Bond strength test - Sixty teeth were used in this part of study (n=5). The occlusal enamel of teeth was removed using a low speed diamond saw (Buehler, Lake Bluff, IL, USA) to expose a flat middle-depth coronal dentin surface. The exposed dentin surface was ground using 600-grit silicon carbide paper (Fuji Star, Sankyo Rikagaku, Saitama, Japan) under water-cooling. Adhesive systems were applied to the dentin surfaces according to the manufacturers' instructions or following 10% NaOCl application (AD-Gel, Kuraray Noritake Dental). The experimental groups are described in Table 2.

When 10% NaOCl was used with two acid-etch adhesives (One-Step Plus and Clearfil Photo Bond), it was applied for 1 min after phosphoric acid etching, rinsed for 20 s and gently air-dried for 10 s, followed by adhesive application. For Clearfil SE Bond, 10% NaOCl was used after SE-Primer. Afterwards, acetone (for 30 s) and water rinsing (for 30 s) were used to remove functional monomers that did not react with calcium ions from the dentin surface. Next, the Clearfil SE Bond bonding resin was applied to dentin and lightactivated for 10 s (Optilux 501, Demetron-Kerr Corp., Danbury, CT, USA).

A 6 mm-high composite block (Clearfil Majesty, Kuraray Noritake Dental, Tokyo, Japan and Aelite LS, Bisco Inc) was built-up incrementally over the bonded dentin. Three increments of 2.0 mm were placed and each layer was light activated for 20 s. After 24 h in distilled water at 37 °C, half of the stored specimens and the other halves were thermocycled 5,000 times in a water bath between 5 °C and 55 °C with a 30 s dwell time in each bath and a transfer time of 10 s. Afterwards, the teeth were serially sectioned perpendicular to the adhesive-dentin interface in mesiodistal and buccal-lingual directions to obtain bonded beams of approximately 1.0 mm2 cross-sectional area using a slow-speed diamond saw. The specimens were tested individually by attaching them to a microtensile jig with cyanoacrylate glue (Model Repair II, Dentsply-Sankin, Tochiji, Japan). The bonded beams were tested in tension using a universal testing machine (EZ Test, Shimadzu Corp., Kyoto, Japan) at a 1.0 mm/min crosshead speed.

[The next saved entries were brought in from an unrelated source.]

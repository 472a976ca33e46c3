use crate::ConfigError;

/// A 128-bit GUID stored as the exact integer that gets LE-serialized on
/// disk (see the module doc on `Entry` for why this isn't a big-endian
/// "natural" GUID value).
///
/// Two wire encodings feed into this value:
///
/// - the 32-hex-digit `0x...` form, a single big-endian 128-bit number read
///   verbatim from the hex digits;
/// - the dashed `xxxxxxxx-xxxx-xxxx-xxxx-xxxxxxxxxxxx` form, whose first
///   three fields are little-endian and whose last two fields are raw byte
///   sequences — the standard mixed-endian GUID wire format.
///
/// Either way, `Guid::to_le_bytes` is what actually lands in the on-disk
/// entry; no further byte-swapping happens at serialization time.
#[derive(Debug, Clone, Copy, PartialEq, Eq, Hash)]
pub struct Guid(pub u128);

impl Guid {
    /// Fallback GPT "Basic data" partition type GUID used by the original
    /// tool when a type string parses as neither GUID form.
    pub const BASIC_DATA: Guid = Guid(0xC79926B7B668C0874433B9E5EBD0A0A2);

    pub fn to_le_bytes(self) -> [u8; 16] {
        self.0.to_le_bytes()
    }

    pub fn random_with<R: rand::Rng + ?Sized>(rng: &mut R) -> Self {
        Guid(rng.gen::<u128>())
    }

    /// Sequential mode: the ordinal index (1-based) used as a deterministic
    /// stand-in for a random unique GUID.
    pub fn sequential(ordinal: u64) -> Self {
        Guid(ordinal as u128)
    }

    pub fn parse(s: &str) -> Result<Self, ConfigError> {
        if let Some(hex) = s.strip_prefix("0x").or_else(|| s.strip_prefix("0X")) {
            if hex.len() == 32 && hex.bytes().all(|b| b.is_ascii_hexdigit()) {
                return u128::from_str_radix(hex, 16)
                    .map(Guid)
                    .map_err(|_| ConfigError::InvalidGuid(s.to_string()));
            }
        }
        Self::parse_dashed(s).ok_or_else(|| ConfigError::InvalidGuid(s.to_string()))
    }

    fn parse_dashed(s: &str) -> Option<Guid> {
        let groups: Vec<&str> = s.split('-').collect();
        let [g0, g1, g2, g3, g4] = groups[..] else {
            return None;
        };
        if g0.len() != 8 || g1.len() != 4 || g2.len() != 4 || g3.len() != 4 || g4.len() != 12 {
            return None;
        }

        let d1 = u32::from_str_radix(g0, 16).ok()?;
        let d2 = u16::from_str_radix(g1, 16).ok()?;
        let d3 = u16::from_str_radix(g2, 16).ok()?;

        let tail: String = format!("{g3}{g4}");
        let mut d4 = [0u8; 8];
        for (i, slot) in d4.iter_mut().enumerate() {
            *slot = u8::from_str_radix(&tail[i * 2..i * 2 + 2], 16).ok()?;
        }

        let mut value: u128 = d1 as u128;
        value |= (d2 as u128) << 32;
        value |= (d3 as u128) << 48;
        for (k, byte) in d4.iter().enumerate() {
            value |= (*byte as u128) << (64 + 8 * k);
        }

        Some(Guid(value))
    }
}

#[cfg(test)]
mod tests {
    use super::*;

    #[test]
    fn rejects_short_hex32_form() {
        let err = Guid::parse("0x0FC63DAF84834772").unwrap_err();
        assert!(matches!(err, ConfigError::InvalidGuid(_)));
    }

    #[test]
    fn hex32_roundtrips_as_big_endian_reading() {
        let g = Guid::parse("0xC79926B7B668C0874433B9E5EBD0A0A2").unwrap();
        assert_eq!(g.0, 0xC79926B7B668C0874433B9E5EBD0A0A2u128);
        assert_eq!(g, Guid::BASIC_DATA);
    }

    #[test]
    fn dashed_form_is_mixed_endian() {
        // EFI System Partition GUID, canonical text form.
        let g = Guid::parse("C12A7328-F81F-11D2-BA4B-00A0C93EC93B").unwrap();
        let bytes = g.to_le_bytes();
        // data1 = 0xC12A7328 written little-endian as the first 4 bytes.
        assert_eq!(&bytes[0..4], &[0x28, 0x73, 0x2A, 0xC1]);
        // data2 = 0xF81F little-endian.
        assert_eq!(&bytes[4..6], &[0x1F, 0xF8]);
        // data3 = 0x11D2 little-endian.
        assert_eq!(&bytes[6..8], &[0xD2, 0x11]);
        // data4 bytes are copied verbatim, not swapped.
        assert_eq!(&bytes[8..16], &[0xBA, 0x4B, 0x00, 0xA0, 0xC9, 0x3E, 0xC9, 0x3B]);
    }

    #[test]
    fn rejects_malformed_dashed_guid() {
        assert!(Guid::parse("not-a-guid").is_err());
        assert!(Guid::parse("C12A7328-F81F-11D2-BA4B").is_err());
    }
}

The load in kgf and the bonding surface area of the specimen were recorded and microtensile bond strength data were expressed in MPa. Statistical analysis was performed with statistical software (Minitab 15, Minitab, State College, PA, USA). Two-way analysis of variance (ANOVA) for the "restorative system" and "thermocycling" factors was performed, followed by a Tukey's post hoc test (p<0.05).

 

 

 

 

 

The fractured surfaces of the tested specimens were sputter-coated with gold (MED 010, Balzers Union, Balzers, Liechtenstein) and examined using a scanning electron microscope (VP 435, Leo Electron Microscopy Ltd., Cambridge, UK). Failure patterns were classified as: (1) failure within adhesive resin layer; (2) failure within hybrid layer; (3) cohesive failure in dentin; and (4) mixed failure involving the adhesive resin and hybrid layer.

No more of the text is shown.